• The lost song from a Steinway.

(Album update: everything is at the CD plant. Expecting a mid-September release!)
Over the weekend, Catherine and I drove about an hour north of Virginia Beach to Yorktown, where we had booked a room at a B&B and planned to complete our tour of The Historic Triangle, billed as the birthplace of America. We’d already scene Williamsburg a few weeks before, so this time our sights were set on Yorktown and Jamestown. As we pulled into the B&B we could see in the near distance, across a wide, green field, the Yorktown Victory Monument, which commemorates the last battle of the American Revolution. The B&B itself is a 1934 Colonial-style house that has been restored to near new. We entered and after a few quick greetings, we headed into the living room where two pianos dominated the decor. One was a Baldwin, but the other was a Steinway. I headed straight for it to inspect the keys, hoping against hope that they would be real ivory, just so I could finally see such a thing (importing ivory into the US has been illegal since 1989).

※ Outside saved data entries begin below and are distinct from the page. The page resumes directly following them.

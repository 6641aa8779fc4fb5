pub mod types;

use chrono::{DateTime, Datelike, Duration, NaiveDate, NaiveDateTime, Utc, Weekday};

pub use types::{DocumentType, FilingId, FilingRecord, PayloadRef};

/// The feed dates filings in Japan time, which has no DST.
const JST_OFFSET_HOURS: i64 = 9;

/// Interpret a wall-clock JST timestamp as UTC.
pub fn jst_to_utc(local: NaiveDateTime) -> DateTime<Utc> {
    (local - Duration::hours(JST_OFFSET_HOURS)).and_utc()
}

/// Business date for a run started at `now`: today in JST, with
/// Saturday and Sunday rolled back to the preceding Friday.
pub fn business_date(now: DateTime<Utc>) -> NaiveDate {
    let today = (now + Duration::hours(JST_OFFSET_HOURS)).date_naive();
    match today.weekday() {
        Weekday::Sat => today - Duration::days(1),
        Weekday::Sun => today - Duration::days(2),
        _ => today,
    }
}
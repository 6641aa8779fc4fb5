pub mod discord;

use std::fmt;
use std::sync::Arc;
use std::time::Duration;

use async_trait::async_trait;
use tracing::{debug, info, warn};

use crate::classify::NotificationCategory;
use crate::error::{DeliveryFailed, SinkError};
use crate::format::NotificationPayload;

/// Outbound destinations. Earnings get their own channel; every other
/// notifiable category goes to news.
#[derive(Debug, Clone, Copy, PartialEq, Eq, Hash)]
pub enum Channel {
    Earnings,
    News,
}

impl Channel {
    pub fn for_category(category: NotificationCategory) -> Self {
        match category {
            NotificationCategory::Earnings => Self::Earnings,
            _ => Self::News,
        }
    }
}

impl fmt::Display for Channel {
    fn fmt(&self, f: &mut fmt::Formatter<'_>) -> fmt::Result {
        f.write_str(match self {
            Self::Earnings => "earnings",
            Self::News => "news",
        })
    }
}

/// A message endpoint that accepts one payload per call.
#[async_trait]
pub trait MessageSink: Send + Sync {
    async fn deliver(&self, channel: Channel, payload: &NotificationPayload) -> Result<(), SinkError>;
}

/// Bounded exponential backoff.
#[derive(Debug, Clone)]
pub struct RetryPolicy {
    /// Total attempts including the first one.
    pub max_attempts: u32,
    pub base_delay: Duration,
    /// Ceiling for both computed backoff and server-requested waits.
    pub max_delay: Duration,
    /// A single attempt that takes longer counts as a transient failure.
    pub attempt_timeout: Duration,
}

impl Default for RetryPolicy {
    fn default() -> Self {
        Self {
            max_attempts: 3,
            base_delay: Duration::from_secs(1),
            max_delay: Duration::from_secs(30),
            attempt_timeout: Duration::from_secs(15),
        }
    }
}

impl RetryPolicy {
    /// Wait before attempt `attempt + 1`, given that `attempt` (1-based) failed.
    pub fn delay_after(&self, attempt: u32, retry_after: Option<Duration>) -> Duration {
        let exponent = attempt.saturating_sub(1).min(16);
        let backoff = self.base_delay.saturating_mul(1u32 << exponent);
        retry_after.unwrap_or(backoff).min(self.max_delay)
    }
}

pub struct Dispatcher {
    sink: Arc<dyn MessageSink>,
    policy: RetryPolicy,
}

impl Dispatcher {
    pub fn new(sink: Arc<dyn MessageSink>, policy: RetryPolicy) -> Self {
        Self { sink, policy }
    }

    /// Deliver a payload to its channel. Returns the number of attempts used.
    pub async fn send(&self, payload: &NotificationPayload) -> Result<u32, DeliveryFailed> {
        let channel = payload.channel;
        let max_attempts = self.policy.max_attempts.max(1);
        let mut attempt = 0;

        loop {
            attempt += 1;
            let outcome = match tokio::time::timeout(
                self.policy.attempt_timeout,
                self.sink.deliver(channel, payload),
            )
            .await
            {
                Ok(result) => result,
                Err(_) => Err(SinkError::transient(format!(
                    "no response within {:?}",
                    self.policy.attempt_timeout
                ))),
            };

            let err = match outcome {
                Ok(()) => {
                    info!(filing_id = %payload.filing_id, %channel, attempt, "Notification delivered");
                    return Ok(attempt);
                }
                Err(err) => err,
            };

            if !err.is_transient() || attempt >= max_attempts {
                return Err(DeliveryFailed {
                    channel,
                    attempts: attempt,
                    last_error: err,
                });
            }
            let retry_after = match &err {
                SinkError::Transient { retry_after, .. } => *retry_after,
                SinkError::Rejected { .. } => None,
            };

            let delay = self.policy.delay_after(attempt, retry_after);
            warn!(
                filing_id = %payload.filing_id,
                %channel,
                attempt,
                delay_ms = delay.as_millis() as u64,
                "Delivery failed, retrying: {}",
                err
            );
            tokio::time::sleep(delay).await;
            debug!(filing_id = %payload.filing_id, attempt = attempt + 1, "Retrying delivery");
        }
    }
}
// chunkyard: chunked multipart upload service
// main entry point with minimal bootstrap logic

use anyhow::Result;
use clap::Parser;
use tracing::{info, Level};
use tracing_subscriber::{filter::LevelFilter, EnvFilter};

use chunkyard::config::{load_configuration, Cli};
use chunkyard::server::start_server;

#[tokio::main]
async fn main() -> Result<()> {
    let cli = Cli::parse();

    init_logging(cli.verbose, cli.quiet)?;

    // defaults < config file < environment < cli
    let config = load_configuration(&cli)?;

    start_server(config).await
}

/// initialize structured logging with tracing
fn init_logging(verbose_count: u8, quiet_count: u8) -> Result<()> {
    // info (default) + verbose - quiet
    let base_level = 2i8;
    let adjustment = verbose_count as i8 - quiet_count as i8;
    let final_level = (base_level + adjustment).clamp(0, 4);

    let level = match final_level {
        i8::MIN..=0 => Level::ERROR,
        1 => Level::WARN,
        2 => Level::INFO,
        3 => Level::DEBUG,
        4.. => Level::TRACE,
    };

    // RUST_LOG, when set, wins over the flag-derived level
    let filter = EnvFilter::try_from_default_env()
        .unwrap_or_else(|_| EnvFilter::default().add_directive(LevelFilter::from_level(level).into()));

    tracing_subscriber::fmt()
        .with_env_filter(filter)
        .with_target(false)
        .compact()
        .init();

    info!("logging initialized at level: {}", level);
    Ok(())
}
// destination directory resolution by file extension

use std::io::ErrorKind;
use std::path::{Path, PathBuf};
use thiserror::Error;
use tokio::fs;
use tracing::debug;

use crate::utils::paths::{join_path_jailed, PathTraversalError};

pub const IMAGE_EXTENSIONS: &[&str] = &["jpg", "jpeg", "png", "gif"];
pub const VIDEO_EXTENSIONS: &[&str] = &["mp4", "avi", "mov", "wmv"];

#[derive(Debug, Error)]
pub enum ResolveError {
    #[error("invalid sub folder: {0}")]
    InvalidSubFolder(#[source] PathTraversalError),
    #[error("upload base directory is missing or unreadable: {}", .0.display())]
    MissingBase(PathBuf),
    #[error("failed to inspect {}: {source}", .path.display())]
    Inspect {
        path: PathBuf,
        #[source]
        source: std::io::Error,
    },
    #[error("failed to create directory {}: {source}", .path.display())]
    CreateDir {
        path: PathBuf,
        #[source]
        source: std::io::Error,
    },
}

/// media class that decides which classification folder a file lands in
#[derive(Debug, Clone, Copy, PartialEq, Eq)]
pub enum MediaKind {
    Image,
    Video,
    Other,
}

impl MediaKind {
    /// classify by extension, case-insensitively
    pub fn from_file_name(file_name: &str) -> Self {
        let Some(ext) = Path::new(file_name).extension().and_then(|ext| ext.to_str()) else {
            return MediaKind::Other;
        };
        let ext = ext.to_ascii_lowercase();

        if IMAGE_EXTENSIONS.contains(&ext.as_str()) {
            MediaKind::Image
        } else if VIDEO_EXTENSIONS.contains(&ext.as_str()) {
            MediaKind::Video
        } else {
            MediaKind::Other
        }
    }

    pub fn folder(self) -> Option<&'static str> {
        match self {
            MediaKind::Image => Some("image"),
            MediaKind::Video => Some("video"),
            MediaKind::Other => None,
        }
    }
}

/// compute `<base>/<sub_folder>[/image|/video]` without touching the filesystem
/// beyond the jail check
pub fn destination_dir(
    base_dir: &Path,
    sub_folder: &str,
    file_name: &str,
) -> Result<PathBuf, PathTraversalError> {
    let dir = join_path_jailed(base_dir, sub_folder)?;

    Ok(match MediaKind::from_file_name(file_name).folder() {
        Some(folder) => dir.join(folder),
        None => dir,
    })
}

/// resolve the destination directory for `file_name` and make sure it exists.
/// nothing may resolve into `staging_dir`, which the server purges on its own.
pub async fn resolve(
    base_dir: &Path,
    staging_dir: &Path,
    sub_folder: &str,
    file_name: &str,
) -> Result<PathBuf, ResolveError> {
    let dir = destination_dir(base_dir, sub_folder, file_name).map_err(|err| match err {
        PathTraversalError::InvalidBasePath => ResolveError::MissingBase(base_dir.to_path_buf()),
        PathTraversalError::Unresolvable { path, source } => ResolveError::Inspect { path, source },
        other => ResolveError::InvalidSubFolder(other),
    })?;

    match fs::canonicalize(staging_dir).await {
        Ok(staging) if dir.starts_with(&staging) => {
            return Err(ResolveError::InvalidSubFolder(PathTraversalError::Reserved(
                sub_folder.to_string(),
            )));
        }
        Ok(_) => {}
        // nothing staged yet, so nothing to collide with
        Err(err) if err.kind() == ErrorKind::NotFound => {}
        Err(source) => {
            return Err(ResolveError::Inspect {
                path: staging_dir.to_path_buf(),
                source,
            });
        }
    }

    fs::create_dir_all(&dir)
        .await
        .map_err(|source| ResolveError::CreateDir {
            path: dir.clone(),
            source,
        })?;

    debug!("resolved destination dir {} for {}", dir.display(), file_name);
    Ok(dir)
}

The cracks in the keys were a sure giveaway, as was their ever so slightly yellowed color. I was looking at the real deal, a Steinway with genuine ebony and ivory keys and though a few simple chords revealed severe tuning and hammer problems, no matter, I can’t play anyway and the thrill of being in the presence of such an instrument was enough. By chance, we were the inaugural guests of the hotel, the guinea guests, and several members of the family that owns that B&B were on-hand to see how everything went. I got into a conversation with one of them about the piano and he told me it was a Steinway 33 M and had been purchased new in 1933 or 4 and had been in the house ever since. Years of hot summers and cold winters and wreaked some havoc, and a piano repair service figured that several thousand dollars of work would be necessary to fully restore the piano. He said they were leaning toward paying for the necessary repairs, but since no one in the family played seriously and the Baldwin was fine, he thought they might also just leave it be. I, of course, urged him to fix the thing!

That night, I thought of an idea for a song but was too tired to rouse myself and write it down. What a shame. For I am positive that the song was a gift from the Steinway, a piano too long neglected and happy to have gotten some love.